Les ouvriers de la logistique occupent une place croissante dans le monde ouvrier. Un enquête ethnographique, illustrée par des photographies, compare les situations de ces ouvriers d’un nouveau type, entre service et industrie, en Allemagne et en France.
Qui sont les femmes et les hommes qui travaillent dans les entrepôts logistiques peuplant le bord des routes nationales et les périphéries des grandes agglomérations ? À partir d’une enquête collective, cet ouvrage vise à éclairer le travail des ouvrières et des ouvriers de la logistique, préparateurs de commande ou caristes, et leurs conditions de vie. Contrastant avec la désindustrialisation, ces emplois subalternes prospèrent dans l’ombre de la nouvelle économie numérique et occupent une place croissante au sein des mondes ouvriers contemporains. À l’interface entre industrie et services, consacrée à la mobilité et à la distribution des biens plutôt qu’à leur production, la logistique est une activité du flux. Le projet de ce livre est de mettre en lumière l’ « envers des flux » (p. 7) de marchandises, de montrer les hommes et les femmes qui en sont au cœur.
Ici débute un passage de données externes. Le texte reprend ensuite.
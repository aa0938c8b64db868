//! Logging infrastructure using `tracing` and `tracing-subscriber`.
//!
//! # Log Levels
//!
//! - `error`: fatal errors
//! - `warn`: rejected rows, runners left out of scoring
//! - `info`: meet summary counts
//! - `debug`: per-stage counts, manual moves, distance changes
//! - `trace`: unused
//!
//! # Usage
//!
//! ```ignore
//! use xc_cli::logging::{LogConfig, init_logging};
//!
//! init_logging(&LogConfig::default())?;
//! ```

use std::fs::OpenOptions;
use std::io::{self, Write};
use std::path::PathBuf;
use std::sync::{Arc, Mutex};

use tracing::level_filters::LevelFilter;
use tracing_subscriber::{
    EnvFilter,
    fmt::{self, MakeWriter},
    layer::SubscriberExt,
    util::SubscriberInitExt,
};

const CRATES: &[&str] = &["xc", "xc_cli", "xc_core", "xc_ingest", "xc_model", "xc_report"];

/// Configuration for logging behavior.
#[derive(Debug, Clone)]
pub struct LogConfig {
    pub level_filter: LevelFilter,
    /// Let `RUST_LOG` replace `level_filter` when set.
    pub use_env_filter: bool,
    pub with_timestamps: bool,
    /// Whether to include target (module path) in log output.
    pub with_target: bool,
    pub with_ansi: bool,
    pub format: LogFormat,
    /// Optional log file path. When set, logs are appended to the file.
    pub log_file: Option<PathBuf>,
}

/// Log output format.
#[derive(Debug, Clone, Copy, Default, PartialEq, Eq)]
pub enum LogFormat {
    /// Human-readable format with colors.
    #[default]
    Pretty,
    /// Compact single-line format.
    Compact,
    /// JSON format for machine parsing.
    Json,
}

impl Default for LogConfig {
    fn default() -> Self {
        Self {
            level_filter: LevelFilter::WARN,
            use_env_filter: true,
            with_timestamps: false,
            with_target: false,
            with_ansi: true,
            format: LogFormat::default(),
            log_file: None,
        }
    }
}

/// Initialize the global tracing subscriber.
///
/// # Errors
///
/// Returns an error if the log file cannot be opened.
pub fn init_logging(config: &LogConfig) -> io::Result<()> {
    if let Some(path) = &config.log_file {
        let file = OpenOptions::new().create(true).append(true).open(path)?;
        init_logging_with_writer(config, SharedFileWriter::new(file));
    } else {
        init_logging_with_writer(config, io::stderr);
    }
    Ok(())
}

/// Initialize logging with a custom writer.
pub fn init_logging_with_writer<W>(config: &LogConfig, writer: W)
where
    W: for<'writer> MakeWriter<'writer> + Send + Sync + 'static,
{
    let filter = build_env_filter(config);
    let registry = tracing_subscriber::registry().with(filter);

    match config.format {
        LogFormat::Json => {
            let layer = fmt::layer()
                .json()
                .with_writer(writer)
                .with_target(config.with_target);
            registry.with(layer).init();
        }
        LogFormat::Compact => {
            let layer = fmt::layer()
                .compact()
                .with_writer(writer)
                .with_ansi(config.with_ansi)
                .with_target(config.with_target);
            if config.with_timestamps {
                registry.with(layer).init();
            } else {
                registry.with(layer.without_time()).init();
            }
        }
        LogFormat::Pretty => {
            let layer = fmt::layer()
                .with_writer(writer)
                .with_ansi(config.with_ansi)
                .with_target(config.with_target);
            if config.with_timestamps {
                registry.with(layer).init();
            } else {
                registry.with(layer.without_time()).init();
            }
        }
    }
}

#[derive(Clone)]
struct SharedFileWriter {
    file: Arc<Mutex<std::fs::File>>,
}

impl SharedFileWriter {
    fn new(file: std::fs::File) -> Self {
        Self {
            file: Arc::new(Mutex::new(file)),
        }
    }
}

struct SharedFileGuard {
    file: Arc<Mutex<std::fs::File>>,
}

impl Write for SharedFileGuard {
    fn write(&mut self, buf: &[u8]) -> io::Result<usize> {
        let mut guard = self
            .file
            .lock()
            .map_err(|_| io::Error::other("log file lock poisoned"))?;
        guard.write(buf)
    }

    fn flush(&mut self) -> io::Result<()> {
        let mut guard = self
            .file
            .lock()
            .map_err(|_| io::Error::other("log file lock poisoned"))?;
        guard.flush()
    }
}

impl<'a> MakeWriter<'a> for SharedFileWriter {
    type Writer = SharedFileGuard;

    fn make_writer(&'a self) -> Self::Writer {
        SharedFileGuard {
            file: Arc::clone(&self.file),
        }
    }
}

/// Our crates log at the configured level, everything else at warn.
fn default_directives(level: LevelFilter) -> String {
    let level = level.to_string().to_lowercase();
    let mut directives = vec!["warn".to_string()];
    directives.extend(CRATES.iter().map(|name| format!("{name}={level}")));
    directives.join(",")
}

fn build_env_filter(config: &LogConfig) -> EnvFilter {
    let fallback = || EnvFilter::new(default_directives(config.level_filter));
    if config.use_env_filter {
        EnvFilter::try_from_default_env().unwrap_or_else(|_| fallback())
    } else {
        fallback()
    }
}
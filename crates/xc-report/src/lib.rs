//! Meet report generation.
//!
//! Turns scored meet results into display tables:
//!
//! - **Results**: every runner with place, time, pace, team and course
//! - **Team scores**: team placing, total points and the scoring places
//!
//! Tables can be written as CSV files or serialized together as JSON.

mod table;
mod writer;

pub use table::{Table, runner_table, scoreboard_table};
pub use writer::{OutputPaths, ReportTables, to_json, write_csv, write_outputs};
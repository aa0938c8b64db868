//! End-to-end scoring tests.

use proptest::prelude::*;

use xc_core::{MeetResults, assign_places, rank_by, ranking_key, score_teams};
use xc_model::{
    CourseRegistry, PacedRecord, RankingMode, RecordPolicy, RunnerRecord, ScoringError,
    ScoringOptions,
};

fn winchester_meet() -> MeetResults {
    let records = vec![
        RunnerRecord::new("A", 1200.0, "TeamX").with_course("Winchester"),
        RunnerRecord::new("B", 1170.0, "TeamY").with_course("Winchester"),
    ];
    MeetResults::new(
        records,
        CourseRegistry::league_default(),
        ScoringOptions::default(),
    )
    .expect("score meet")
}

#[test]
fn ranks_winchester_example_by_pace() {
    let results = winchester_meet();
    let rows: Vec<(u32, &str, String)> = results
        .results()
        .iter()
        .map(|runner| {
            (
                runner.place,
                runner.record.name.as_str(),
                runner.pace.map(|pace| pace.display()).unwrap_or_default(),
            )
        })
        .collect();
    assert_eq!(
        rows,
        vec![
            (1, "B", "00:06:20".to_string()),
            (2, "A", "00:06:30".to_string()),
        ]
    );
}

#[test]
fn move_down_swaps_first_and_second() {
    let records = vec![
        RunnerRecord::new("A", 1000.0, "TeamX"),
        RunnerRecord::new("B", 1010.0, "TeamY"),
        RunnerRecord::new("C", 1020.0, "TeamX"),
        RunnerRecord::new("D", 1030.0, "TeamY"),
    ];
    let options = ScoringOptions::default().with_ranking(RankingMode::Time);
    let mut results = MeetResults::new(records, CourseRegistry::new(), options).unwrap();
    assert_eq!(results.scoreboard().get("TeamX").unwrap().total, 4);
    assert_eq!(results.scoreboard().get("TeamY").unwrap().total, 6);

    assert!(results.move_down(0).unwrap());
    let places: Vec<(u32, &str)> = results
        .results()
        .iter()
        .map(|runner| (runner.place, runner.record.name.as_str()))
        .collect();
    assert_eq!(places, vec![(1, "B"), (2, "A"), (3, "C"), (4, "D")]);
    assert_eq!(results.scoreboard().get("TeamX").unwrap().places, vec![2, 3]);
    assert_eq!(results.scoreboard().get("TeamY").unwrap().places, vec![1, 4]);
    assert_eq!(results.scoreboard().get("TeamX").unwrap().total, 5);
    assert_eq!(results.scoreboard().get("TeamY").unwrap().total, 5);

    // Boundary moves change nothing.
    assert!(!results.move_up(0).unwrap());
    assert!(!results.move_down(3).unwrap());
    assert!(matches!(
        results.move_up(4),
        Err(ScoringError::RowOutOfRange { index: 4, len: 4 })
    ));
}

#[test]
fn unknown_course_aborts_or_skips() {
    let records = vec![
        RunnerRecord::new("A", 1200.0, "TeamX").with_course("Winchester"),
        RunnerRecord::new("B", 1170.0, "TeamY").with_course("Franklin Park"),
    ];
    let err = MeetResults::new(
        records.clone(),
        CourseRegistry::league_default(),
        ScoringOptions::default(),
    )
    .unwrap_err();
    assert_eq!(
        err,
        ScoringError::UnknownCourse {
            course: "Franklin Park".to_string()
        }
    );

    let options = ScoringOptions::default().with_records(RecordPolicy::Skip);
    let mut results =
        MeetResults::new(records, CourseRegistry::league_default(), options).unwrap();
    assert_eq!(results.results().len(), 1);
    assert_eq!(results.skipped()[0].record.name, "B");

    // Registering the course brings the runner back on the next recompute.
    results.set_course_distance("Franklin Park", 3.1).unwrap();
    assert_eq!(results.results().len(), 2);
    assert!(results.skipped().is_empty());
    assert_eq!(results.results()[0].record.name, "B");
}

fn arb_records() -> impl Strategy<Value = Vec<RunnerRecord>> {
    prop::collection::vec((900u32..960, 0usize..4), 0..40).prop_map(|rows| {
        rows.into_iter()
            .enumerate()
            .map(|(index, (seconds, team))| {
                RunnerRecord::new(format!("R{index}"), f64::from(seconds), format!("T{team}"))
            })
            .collect()
    })
}

fn paced(records: &[RunnerRecord]) -> Vec<PacedRecord> {
    records
        .iter()
        .map(|record| PacedRecord {
            record: record.clone(),
            pace: None,
        })
        .collect()
}

proptest! {
    #[test]
    fn ranking_is_stable(records in arb_records()) {
        let ranked = rank_by(paced(&records), ranking_key(RankingMode::Time));
        for pair in ranked.windows(2) {
            let (a, b) = (&pair[0].record, &pair[1].record);
            prop_assert!(a.elapsed <= b.elapsed);
            if a.elapsed == b.elapsed {
                let index = |name: &str| name[1..].parse::<usize>().unwrap();
                prop_assert!(index(&a.name) < index(&b.name));
            }
        }
    }

    #[test]
    fn places_are_one_to_n(records in arb_records()) {
        let placed = assign_places(&rank_by(paced(&records), ranking_key(RankingMode::Time)));
        let places: Vec<u32> = placed.iter().map(|runner| runner.place).collect();
        let expected: Vec<u32> = (1..=records.len() as u32).collect();
        prop_assert_eq!(places, expected);
    }

    #[test]
    fn scoreboard_caps_and_orders(records in arb_records()) {
        let placed = assign_places(&rank_by(paced(&records), ranking_key(RankingMode::Time)));
        let board = score_teams(&placed, &ScoringOptions::default());
        for entry in &board.entries {
            let best: Vec<u32> = placed
                .iter()
                .filter(|runner| runner.record.team == entry.team)
                .map(|runner| runner.place)
                .take(5)
                .collect();
            prop_assert_eq!(&entry.places, &best);
            prop_assert_eq!(entry.total, best.iter().sum::<u32>());
        }
        for pair in board.entries.windows(2) {
            prop_assert!(pair[0].total <= pair[1].total);
        }
    }
}
//! Scoring engine for cross-country meets.
//!
//! Pipeline order, leaf first:
//!
//! 1. [`pace`] derives each runner's pace from elapsed time and course distance.
//! 2. [`ranking`] orders runners by time or pace and numbers them.
//! 3. [`scoring`] totals each team's best places.
//! 4. [`reorder`] lets a judge override the order before re-placing.
//!
//! [`MeetResults`] ties the stages together and re-runs them on every change.

pub mod meet;
pub mod pace;
pub mod ranking;
pub mod reorder;
pub mod scoring;

pub use meet::MeetResults;
pub use pace::{PacedRecords, SkippedRecord, compute_pace, pace_records};
pub use ranking::{assign_places, rank_by, ranking_key};
pub use reorder::{Direction, swap_adjacent};
pub use scoring::score_teams;
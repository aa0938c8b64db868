//! Runner records and the values derived from them.

use serde::{Deserialize, Serialize};

use crate::duration::{format_pace, pace_whole_seconds};

/// One finisher as read from the results source.
///
/// Records have no stable identifier; their position in a dataset is their
/// identity. Reordering changes derived fields, never the record itself.
#[derive(Debug, Clone, PartialEq, Serialize, Deserialize)]
pub struct RunnerRecord {
    pub name: String,
    /// Elapsed finish time in seconds.
    pub elapsed: f64,
    pub team: String,
    pub course: Option<String>,
}

impl RunnerRecord {
    pub fn new(name: impl Into<String>, elapsed: f64, team: impl Into<String>) -> Self {
        Self {
            name: name.into(),
            elapsed,
            team: team.into(),
            course: None,
        }
    }

    #[must_use]
    pub fn with_course(mut self, course: impl Into<String>) -> Self {
        self.course = Some(course.into());
        self
    }
}

/// Time per mile.
#[derive(Debug, Clone, Copy, PartialEq, Serialize, Deserialize)]
pub struct Pace {
    pub seconds_per_mile: f64,
}

impl Pace {
    pub fn new(seconds_per_mile: f64) -> Self {
        Self { seconds_per_mile }
    }

    /// `HH:MM:SS` display form.
    pub fn display(&self) -> String {
        format_pace(self.seconds_per_mile)
    }

    /// Whole seconds of the displayed pace.
    pub fn whole_seconds(&self) -> u64 {
        pace_whole_seconds(self.seconds_per_mile)
    }
}

/// A record with its pace, when the record names a course.
#[derive(Debug, Clone, PartialEq, Serialize, Deserialize)]
pub struct PacedRecord {
    pub record: RunnerRecord,
    pub pace: Option<Pace>,
}

/// A record holding a 1-based place in the current order.
#[derive(Debug, Clone, PartialEq, Serialize, Deserialize)]
pub struct PlacedRecord {
    pub place: u32,
    pub record: RunnerRecord,
    pub pace: Option<Pace>,
}

impl PlacedRecord {
    pub fn team(&self) -> &str {
        &self.record.team
    }
}
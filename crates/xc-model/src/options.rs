//! Configuration options for ranking and team scoring.

use serde::{Deserialize, Serialize};

/// Metric that orders runners.
#[derive(Debug, Clone, Copy, PartialEq, Eq, Default, Serialize, Deserialize)]
#[serde(rename_all = "snake_case")]
pub enum RankingMode {
    /// Elapsed finish time.
    Time,
    /// Displayed pace per mile, for results pooled across courses.
    #[default]
    Pace,
}

/// How teams with equal totals are ordered.
#[derive(Debug, Clone, Copy, PartialEq, Eq, Default, Serialize, Deserialize)]
#[serde(rename_all = "snake_case")]
pub enum TieBreak {
    /// Compare the place of each team's first non-scoring runner. A team with
    /// such a runner beats one without. Remaining ties keep first-encounter order.
    #[default]
    NextRunner,
    /// Keep the order in which teams first appear in the results.
    FirstEncounter,
}

/// Treatment of teams with fewer finishers than the scoring cap.
#[derive(Debug, Clone, Copy, PartialEq, Eq, Default, Serialize, Deserialize)]
#[serde(rename_all = "snake_case")]
pub enum IncompleteTeamPolicy {
    /// Score the team with the runners it has.
    #[default]
    Score,
    /// Leave the team off the scoreboard.
    Exclude,
}

/// What to do with a record that fails validation.
#[derive(Debug, Clone, Copy, PartialEq, Eq, Default, Serialize, Deserialize)]
#[serde(rename_all = "snake_case")]
pub enum RecordPolicy {
    /// Stop and report the first failing record.
    #[default]
    Abort,
    /// Drop the record, keep a note of it and continue.
    Skip,
}

/// Options controlling ranking and team scoring.
#[derive(Debug, Clone, Copy, PartialEq, Eq, Serialize, Deserialize)]
#[serde(default)]
pub struct ScoringOptions {
    pub ranking: RankingMode,
    /// Number of runners whose places count toward a team total.
    pub scorers_per_team: usize,
    pub tie_break: TieBreak,
    pub incomplete_teams: IncompleteTeamPolicy,
    pub records: RecordPolicy,
}

impl Default for ScoringOptions {
    fn default() -> Self {
        Self {
            ranking: RankingMode::default(),
            scorers_per_team: 5,
            tie_break: TieBreak::default(),
            incomplete_teams: IncompleteTeamPolicy::default(),
            records: RecordPolicy::default(),
        }
    }
}

impl ScoringOptions {
    pub fn new() -> Self {
        Self::default()
    }

    #[must_use]
    pub fn with_ranking(mut self, ranking: RankingMode) -> Self {
        self.ranking = ranking;
        self
    }

    #[must_use]
    pub fn with_scorers_per_team(mut self, scorers: usize) -> Self {
        self.scorers_per_team = scorers;
        self
    }

    #[must_use]
    pub fn with_tie_break(mut self, tie_break: TieBreak) -> Self {
        self.tie_break = tie_break;
        self
    }

    #[must_use]
    pub fn with_incomplete_teams(mut self, policy: IncompleteTeamPolicy) -> Self {
        self.incomplete_teams = policy;
        self
    }

    #[must_use]
    pub fn with_records(mut self, policy: RecordPolicy) -> Self {
        self.records = policy;
        self
    }
}
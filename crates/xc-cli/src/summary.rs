use comfy_table::modifiers::UTF8_ROUND_CORNERS;
use comfy_table::presets::UTF8_FULL_CONDENSED;
use comfy_table::{Attribute, Cell, CellAlignment, Color, ContentArrangement, Table};

use crate::types::ScoreResult;

pub fn print_summary(result: &ScoreResult) {
    println!("Results: {}", result.input.display());
    if let Some(header) = &result.header {
        println!("{}", header_line(header));
    }
    if let Some(outputs) = &result.outputs {
        println!("Results CSV: {}", outputs.results.display());
        println!("Team scores CSV: {}", outputs.team_scores.display());
    }
    if result.moved > 0 {
        println!("Manual moves applied: {}", result.moved);
    }
    println!("{}", render(&result.tables.results, &[0]));
    println!("{}", render(&result.tables.team_scores, &[0, 2]));
    print_rejected(result);
}

fn header_line(header: &[String]) -> String {
    format!("Header row: {}", header.join(", "))
}

fn print_rejected(result: &ScoreResult) {
    if result.rejected.is_empty() && result.meet.skipped().is_empty() {
        return;
    }
    eprintln!("Not scored:");
    for row in &result.rejected {
        eprintln!("- line {}: {}", row.line, row.error);
    }
    for skipped in result.meet.skipped() {
        eprintln!("- {}: {}", skipped.record.name, skipped.error);
    }
}

/// Renders a report table, right-aligning the numeric columns.
fn render(source: &xc_report::Table, numeric: &[usize]) -> Table {
    let mut table = Table::new();
    table.set_header(source.headers.iter().map(|label| header_cell(label)));
    apply_table_style(&mut table);
    for row in &source.rows {
        table.add_row(row);
    }
    for &index in numeric {
        align_column(&mut table, index, CellAlignment::Right);
    }
    table
}

pub fn apply_table_style(table: &mut Table) {
    table
        .load_preset(UTF8_FULL_CONDENSED)
        .apply_modifier(UTF8_ROUND_CORNERS)
        .set_content_arrangement(ContentArrangement::Dynamic)
        .set_width(120);
}

pub fn align_column(table: &mut Table, index: usize, alignment: CellAlignment) {
    if let Some(column) = table.column_mut(index) {
        column.set_cell_alignment(alignment);
    }
}

pub fn header_cell(label: &str) -> Cell {
    Cell::new(label)
        .fg(Color::Cyan)
        .add_attribute(Attribute::Bold)
}
//! Cross-country meet scorer CLI.

use clap::{ColorChoice, Parser};
use std::io::{self, IsTerminal};
use tracing::level_filters::LevelFilter;
use xc_cli::logging::{LogConfig, LogFormat, init_logging};

mod cli;
mod commands;
mod summary;
mod types;

use crate::cli::{Cli, Command, LogFormatArg, LogLevelArg};
use crate::commands::{run_courses, run_score};
use crate::summary::print_summary;

fn main() {
    let cli = Cli::parse();
    cli.color.write_global();
    let log_config = log_config_from_cli(&cli);
    if let Err(error) = init_logging(&log_config) {
        eprintln!("error: failed to initialize logging: {error}");
        std::process::exit(1);
    }
    let exit_code = match cli.command {
        Command::Score(args) => match run_score(&args) {
            Ok(result) => {
                if args.json {
                    match xc_report::to_json(&result.tables) {
                        Ok(json) => {
                            println!("{json}");
                            0
                        }
                        Err(error) => {
                            eprintln!("error: {error:#}");
                            1
                        }
                    }
                } else {
                    print_summary(&result);
                    0
                }
            }
            Err(error) => {
                eprintln!("error: {error:#}");
                1
            }
        },
        Command::Courses(args) => match run_courses(&args) {
            Ok(()) => 0,
            Err(error) => {
                eprintln!("error: {error:#}");
                1
            }
        },
    };
    std::process::exit(exit_code);
}

/// Build logging configuration from CLI flags with consistent precedence.
fn log_config_from_cli(cli: &Cli) -> LogConfig {
    let mut config = LogConfig {
        level_filter: cli.verbosity.tracing_level_filter(),
        ..LogConfig::default()
    };
    config.use_env_filter = !(cli.verbosity.is_present() || cli.log_level.is_some());
    if let Some(level) = cli.log_level {
        config.level_filter = match level {
            LogLevelArg::Error => LevelFilter::ERROR,
            LogLevelArg::Warn => LevelFilter::WARN,
            LogLevelArg::Info => LevelFilter::INFO,
            LogLevelArg::Debug => LevelFilter::DEBUG,
            LogLevelArg::Trace => LevelFilter::TRACE,
        };
    }
    config.format = match cli.log_format {
        LogFormatArg::Pretty => LogFormat::Pretty,
        LogFormatArg::Compact => LogFormat::Compact,
        LogFormatArg::Json => LogFormat::Json,
    };
    config.log_file = cli.log_file.clone();
    config.with_ansi = match cli.color.color {
        ColorChoice::Always => true,
        ColorChoice::Never => false,
        ColorChoice::Auto => cli.log_file.is_none() && io::stderr().is_terminal(),
    };
    config
}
Une ethnographie visuelle et comparative
Si le secteur de la logistique fait l’objet d’un nombre croissant d’enquêtes sociologiques [1], celle qui est restituée dans ce livre est originale pour deux raisons. D’abord parce que cette enquête collective adopte une démarche comparative à partir de quatre terrains en France et en Allemagne : Marne-la-Vallée et Saran en France, et Kassel et Francfort en Allemagne. Chacun de ces terrains a donné lieu à une campagne d’entretiens avec des ouvriers et des ouvrières travaillant dans un ou deux entrepôts différents. Les entreprises retenues donnent à voir une certaine pluralité de la logistique, puisqu’on y trouve des entrepôts traitant des produits diversifiés (alimentaire, marchandise de luxe, composants pour l’industrie) et une main-d’œuvre mixte en termes de genre (la part des femmes varie entre 9% et 64%). Cette diversité de composition des collectifs de travail est un premier résultat de l’enquête. En effet, les enquêtes menées jusque-là en France portaient sur des établissements à la main-d’œuvre presque exclusivement masculine, reflétant la situation modale dans le secteur logistique (masculin à 80%). Ceci a contribué à invisibiliser la recomposition de la condition ouvrière au féminin, alors que l’entreposage représente un des principaux secteurs pourvoyeurs d’emplois d’ouvrières par suite du déclin de l’industrie textile. Ici l’équipe a interrogé autant d’hommes que de femmes, donnant lieu à la première enquête d’ampleur en France sur les ouvrières de la logistique.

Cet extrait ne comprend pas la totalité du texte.